Ils exposent être propriétaires d’un appartement situé au sein de l’immeuble situé 13 rue Sainte Même à Chartres. Ils indiquent que dans ce même immeuble, la société DHUMA exploite un restaurant dénommé « LE PUNJAB », dans des locaux appartenant à Monsieur [F] [P]. Soutenant subir des nuisances sonores et olfactives, ils font valoir qu’ils ont alerté la commune de Chartres, ainsi que le syndic de copropriété, la société LP GESTION, sans résultat.
A l’audience du 02 décembre 2024, les demandeurs sollicitent le bénéfice de leur assignation, par les moyens y exposés et auxquels il convient de se référer.
Le syndicat des copropriétaires ainsi que Monsieur [F] [P] formulent protestations et réserves d’usage.

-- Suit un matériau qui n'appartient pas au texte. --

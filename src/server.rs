//! The protocol adapter.
//!
//! [`Server`] translates each plugin protocol call into calls on a [`Provider`]
//! and its resources and data sources. Every method takes the wire request and
//! returns the wire response; failures are reported as diagnostics in the
//! response and never as transport errors.
//!
//! A missing request (`None`) produces an empty response without invoking any
//! provider code.
//!
//! # Configure
//!
//! `configure_provider` runs in a fixed order:
//!
//! 1. Fetch the provider schema. If it reported an error, return its
//!    diagnostics without configuring.
//! 2. If the schema is empty, skip decoding and configure with a null config.
//! 3. Otherwise decode the config. A decode failure is returned as an error
//!    diagnostic without configuring.
//! 4. Call [`Provider::configure`] with the decoded config and the
//!    `terraform_version` from the request, unmodified.
//! 5. Return every diagnostic collected, in order.

use std::collections::HashMap;
use std::sync::Arc;

use tokio::sync::RwLock;
use tracing::{debug, info, warn};

use crate::data::{Config, Plan, State};
use crate::datasource::{self, DataSource};
use crate::diag::Diagnostics;
use crate::error::ProviderError;
use crate::path::{Path, PathStep, Paths};
use crate::proto;
use crate::provider::{
    ConfigureRequest, ConfigureResponse, Provider, ProviderData, SchemaResponse,
    ValidateConfigRequest, ValidateConfigResponse,
};
use crate::resource::{self, Resource};
use crate::schema::{Block, BlockNestingMode, Schema};
use crate::validation;
use crate::value::{decode_dynamic_value, encode_dynamic_value, Value};

const NULL: &Value = &Value::Null;

/// Serves a [`Provider`] over the plugin protocol.
pub struct Server<P: Provider> {
    provider: Arc<P>,
    provider_data: RwLock<Option<ProviderData>>,
}
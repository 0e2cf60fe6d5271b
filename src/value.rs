//! Typed values exchanged with the host.
//!
//! Values arrive as JSON inside a [`proto::DynamicValue`] and are decoded against
//! the [`AttributeType`] derived from a schema. Decoding is type-directed: the same
//! JSON number is accepted for a `float64` attribute and rejected for an `int64`
//! attribute if it has a fractional part.
//!
//! Besides ordinary data a value may be null or unknown. Unknown values appear
//! during planning when the configuration references something that is not yet
//! known; on the wire they are encoded as [`UNKNOWN_VALUE`].

use std::collections::BTreeMap;

use serde_json::Value as Json;
use thiserror::Error;

use crate::path::{Path, PathStep};
use crate::proto;
use crate::schema::AttributeType;

/// Wire representation of an unknown value inside JSON.
pub const UNKNOWN_VALUE: &str = "74D93920-ED26-11E3-AC10-0800200C9A66";

/// A value that has been decoded against a type.
///
/// Sets compare equal when they hold the same elements in any order.
#[derive(Debug, Clone, Eq, Default)]
pub enum Value {
    /// No value.
    #[default]
    Null,
    /// A value that will only be known after apply.
    Unknown,
    /// A boolean.
    Bool(bool),
    /// A number, integral for `int64` attributes.
    Number(serde_json::Number),
    /// A string.
    String(String),
    /// An ordered list.
    List(Vec<Value>),
    /// A set of distinct elements.
    Set(Vec<Value>),
    /// A map with string keys.
    Map(BTreeMap<String, Value>),
    /// An object with a fixed set of attributes.
    Object(BTreeMap<String, Value>),
}

impl PartialEq for Value {
    fn eq(&self, other: &Self) -> bool {
        match (self, other) {
            (Value::Null, Value::Null) | (Value::Unknown, Value::Unknown) => true,
            (Value::Bool(a), Value::Bool(b)) => a == b,
            (Value::Number(a), Value::Number(b)) => a == b,
            (Value::String(a), Value::String(b)) => a == b,
            (Value::List(a), Value::List(b)) => a == b,
            // Set elements are distinct, so matching lengths plus containment
            // in one direction is enough.
            (Value::Set(a), Value::Set(b)) => a.len() == b.len() && a.iter().all(|v| b.contains(v)),
            (Value::Map(a), Value::Map(b)) | (Value::Object(a), Value::Object(b)) => a == b,
            _ => false,
        }
    }
}

/// Errors produced while decoding or navigating values.
#[derive(Debug, Clone, PartialEq, Eq, Error)]
pub enum ValueError {
    /// The JSON did not match the expected type.
    #[error("{}: expected {expected}, got {got}", describe(.path))]
    TypeMismatch {
        /// Where the mismatch happened.
        path: Path,
        /// The expected type name.
        expected: &'static str,
        /// The type name found instead.
        got: &'static str,
    },

    /// An object carried an attribute its type does not define.
    #[error("{}: unsupported attribute \"{name}\"", describe(.path))]
    UnsupportedAttribute {
        /// The object holding the attribute.
        path: Path,
        /// The unexpected attribute name.
        name: String,
    },

    /// A set held the same element twice.
    #[error("{}: duplicate set element", describe(.path))]
    DuplicateSetElement {
        /// The duplicated element.
        path: Path,
    },

    /// A null value was read where a value is required.
    #[error("{}: value is null", describe(.path))]
    Null {
        /// The null value.
        path: Path,
    },

    /// An unknown value was read where a known value is required.
    #[error("{}: value is unknown", describe(.path))]
    Unknown {
        /// The unknown value.
        path: Path,
    },

    /// A path step did not match the shape of the value.
    #[error("{}: no such attribute or element", describe(.path))]
    InvalidPath {
        /// The path that could not be followed.
        path: Path,
    },

    /// The payload used an encoding the framework does not read.
    #[error("msgpack-encoded values are not supported, the host must send JSON")]
    UnsupportedEncoding,

    /// The payload was not valid JSON.
    #[error("invalid JSON: {0}")]
    Json(String),
}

La société DHUMA s’oppose à la demande d’expertise et sollicite la condamnation des demandeurs à lui verser la somme de 1.500 euros au titre de l’article 700 du code de procédure civile et aux dépens. Elle fait valoir qu’aucune nuisance olfactive ou sonore n’a été détectée dans l’appartement des demandeurs. Elle ajoute qu’elle a procédé en novembre 2023 à un nettoyage des conduits de la hotte de son établissement, que la sous-commission départementale pour la sécurité contre les risques d’incendie et de panique pour les établissements recevant du public a émis un avis favorable à la poursuite de l’activité de l’établissement le 12 juillet 2024, et qu’en septembre 2024, le service qualité et sécurité des aliments de la direction départementale de l’emploi, du travail, des solidarités et de la protection des populations a estimé que les installations étaient conformes.
La société LP GESTION n’a pas constitué avocat et n’a pas comparu.
Les débats clos, l’affaire a été mise en délibéré au 06 janvier 2025 par mise à disposition au greffe.
MOTIFS DE LA DECISION
Aux termes de l’article 472 du code de procédure civile, Si le défendeur ne comparaît pas, il est néanmoins statué sur le fond.
Le juge ne fait droit à la demande que dans la mesure où il l’estime régulière, recevable et bien fondée.
Sur la demande d’expertise
En application de l’article 145 du code de procédure civile, s’il existe un motif légitime de conserver ou d’établir avant tout procès la preuve de faits dont pourrait dépendre la solution d’un litige, les mesures d’instruction légalement admissibles peuvent être ordonnées à la demande de tout intéressé, sur requête ou en référé.
La double condition pour obtenir une mesure d’instruction sur le fondement de l’article 145 du code de procédure civile tient à l’existence d’un litige et d’un motif légitime à conserver ou établir une preuve avant tout procès. La première est suffisamment caractérisée dès lors que le demandeur précise en quoi les parties sont en désaccord ou pourraient être en désaccord dans le cadre du litige à venir. La seconde est présumée, sauf au défendeur à démontrer que l’action au fond serait vouée à l’échec.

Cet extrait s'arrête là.